Compte tenu de tout ce qui précède, quelle est la politique que l’Etat est en train de mettre en œuvre pour aider dans la prise en charge ?

Actuellement, la première chose se fait à deux niveaux : chez la population générale et chez les praticiens. Il faut que la population soit bien éduquée dans la prise en charge de cette maladie, que le personnel soignant soit bien formé dans la façon de prendre en charge. Nous sensibilisons la communauté pour une meilleure hygiène de vie, mais également pour bien gérer leur tension.

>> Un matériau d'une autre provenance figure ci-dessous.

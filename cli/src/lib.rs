pub mod commands;
pub mod kubectl;

use anyhow::Context;
use anyhow::Result;
use anyhow::bail;
use clap::Parser;
use clap::Subcommand;
use clap::ValueEnum;
use ksw_core::Config;
use ksw_core::ConfigStore;
use ksw_core::Outcome;
use ksw_core::Restriction;
use ksw_tui::PickerParams;
use owo_colors::OwoColorize;
use tracing::warn;
use tracing_subscriber::EnvFilter;

use crate::kubectl::ContextProvider;
use crate::kubectl::Kubectl;

#[derive(Debug, Parser)]
#[command(
    name = "ksw",
    version,
    about = "Interactive Kubernetes context switcher",
    args_conflicts_with_subcommands = true
)]
pub struct Cli {
    /// Context name or @alias to switch to directly.
    pub target: Option<String>,

    /// List contexts without entering the interactive picker.
    #[arg(short = 'l', long = "list")]
    pub list: bool,

    /// Restrict the picker to members of a named group.
    #[arg(long, value_name = "NAME")]
    pub group: Option<String>,

    /// Restrict the picker to pinned contexts.
    #[arg(long)]
    pub pinned: bool,

    #[command(subcommand)]
    pub command: Option<Command>,
}

#[derive(Debug, Subcommand)]
pub enum Command {
    /// Manage aliases for context names.
    Alias {
        #[command(subcommand)]
        action: AliasCommand,
    },
    /// Manage pinned contexts.
    Pin {
        #[command(subcommand)]
        action: PinCommand,
    },
    /// Manage named context groups.
    Group {
        #[command(subcommand)]
        action: GroupCommand,
    },
    /// Show recently used contexts, most recent first.
    History,
    /// Adjust persisted preferences.
    Config {
        #[command(subcommand)]
        action: ConfigCommand,
    },
}

#[derive(Debug, Subcommand)]
pub enum AliasCommand {
    /// List all aliases.
    Ls,
    /// Show where an alias points.
    Show { name: String },
    /// Create or update an alias for a context.
    Set { name: String, context: String },
    /// Remove an alias.
    Rm { name: String },
}

#[derive(Debug, Subcommand)]
pub enum PinCommand {
    /// List pinned contexts in pin order.
    Ls,
    /// Pin a context to the top of the picker.
    Add { context: String },
    /// Unpin a context.
    Rm { context: String },
}

#[derive(Debug, Subcommand)]
pub enum GroupCommand {
    /// List groups and their members.
    Ls,
    /// Create or replace a group with the given member contexts.
    Set {
        name: String,
        #[arg(required = true)]
        contexts: Vec<String>,
    },
    /// Remove a group.
    Rm { name: String },
}

#[derive(Debug, Subcommand)]
pub enum ConfigCommand {
    /// Render only the last path segment of context names.
    ShortNames { state: Toggle },
}

#[derive(Debug, Clone, Copy, ValueEnum)]
pub enum Toggle {
    On,
    Off,
}

pub fn run(cli: Cli) -> Result<()> {
    init_logging();
    let Cli {
        target,
        list,
        group,
        pinned,
        command,
    } = cli;
    let store = ConfigStore::default_location();
    let config = store.load().unwrap_or_else(|err| {
        warn!("failed to load {}: {err}", store.path().display());
        Config::default()
    });
    let kubectl = Kubectl::new();

    if list {
        return commands::list_contexts(&kubectl, &config);
    }
    if let Some(command) = command {
        return commands::dispatch(command, &store, config);
    }
    if let Some(target) = target {
        return commands::switch_to(&kubectl, &store, &config, &target);
    }
    interactive(group, pinned, store, config, &kubectl)
}

fn interactive(
    group: Option<String>,
    pinned: bool,
    store: ConfigStore,
    config: Config,
    kubectl: &dyn ContextProvider,
) -> Result<()> {
    let contexts = kubectl.list_contexts()?;
    if contexts.is_empty() {
        bail!("no contexts found in kubeconfig");
    }
    let current = kubectl.current_context();

    let restriction = if pinned {
        Restriction::PinnedOnly
    } else if let Some(name) = &group {
        let members = config
            .groups
            .get(name)
            .with_context(|| format!("unknown group '{name}'; run `ksw group ls`"))?;
        Restriction::Group(members.iter().cloned().collect())
    } else {
        Restriction::All
    };

    let outcome = ksw_tui::run_picker(PickerParams {
        contexts,
        current: current.clone(),
        config: config.clone(),
        store: store.clone(),
        restriction,
    })?;

    match outcome {
        Outcome::Committed(chosen) if chosen != current => {
            kubectl.use_context(&chosen)?;
            if let Err(err) = store.update(|on_disk| on_disk.record_switch(&chosen)) {
                warn!("failed to record history: {err}");
            }
            let alias = config
                .alias_for(&chosen)
                .map(|alias| format!(" @{alias}").magenta().bold().to_string())
                .unwrap_or_default();
            println!("{} Switched to {}{alias}", "✔".green().bold(), chosen.bold());
        }
        Outcome::Committed(chosen) => {
            println!("{} Already on {chosen}", "·".dimmed());
        }
        Outcome::Cancelled => {}
    }
    Ok(())
}

/// Logs go to a file so the alternate screen stays clean. Level comes
/// from `KSW_LOG` (falling back to `RUST_LOG`), default `warn`.
fn init_logging() {
    let Some(home) = dirs::home_dir() else {
        return;
    };
    let log_dir = home.join(".ksw").join("log");
    if std::fs::create_dir_all(&log_dir).is_err() {
        return;
    }
    let appender = tracing_appender::rolling::never(log_dir, "ksw.log");
    let filter = EnvFilter::try_from_env("KSW_LOG")
        .or_else(|_| EnvFilter::try_from_default_env())
        .unwrap_or_else(|_| EnvFilter::new("warn"));
    let _ = tracing_subscriber::fmt()
        .with_env_filter(filter)
        .with_writer(appender)
        .with_ansi(false)
        .try_init();
}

Il faut aussi que les gens mangent bien, cela, quel que soit le budget dont ils disposent. L’autre chose, c’est d’arrêter la consommation du tabac. Le tabac devient plus dangereux pour le cœur quand il est associé à l’hypertension. La deuxième chose est une meilleure formation du personnel soignant. Nous formons des médecins pour une bonne prise en charge de l’hypertension. Il y a un organe de lutte contre les maladies non transmissibles au ministère de la Santé. Ils font des mises à jour pour que les médicaments soient accessibles. Beaucoup d’efforts sont faits, car les médicaments sont de moins en moins chers. Mais il y a du chemin à parcourir puisque le traitement coûte encore cher. Des politiques sont en train d’être exécutées dans ce cadre.

Le coût du traitement de l’hypertension reste toujours élevé. Que doit faire la population pour une meilleure prise en charge ?

La prise en charge commence par la prévention. Prenons le cas des enfants. Les maladies cardiovasculaires chez les benjamins sont dues à des angines qu’il faut traiter. Si on ne les traite pas, ça finit par toucher le cœur et le traitement demande beaucoup de moyens. Alors que l’angine est facile à traiter dans le poste de santé du coin. Il faut que nous apprenions à nos enfants, dès le bas-âge, à être actifs. Ce n’est pas une question de moyens mais plutôt d’éducation. Ce qui peut éviter d’en arriver aux complications.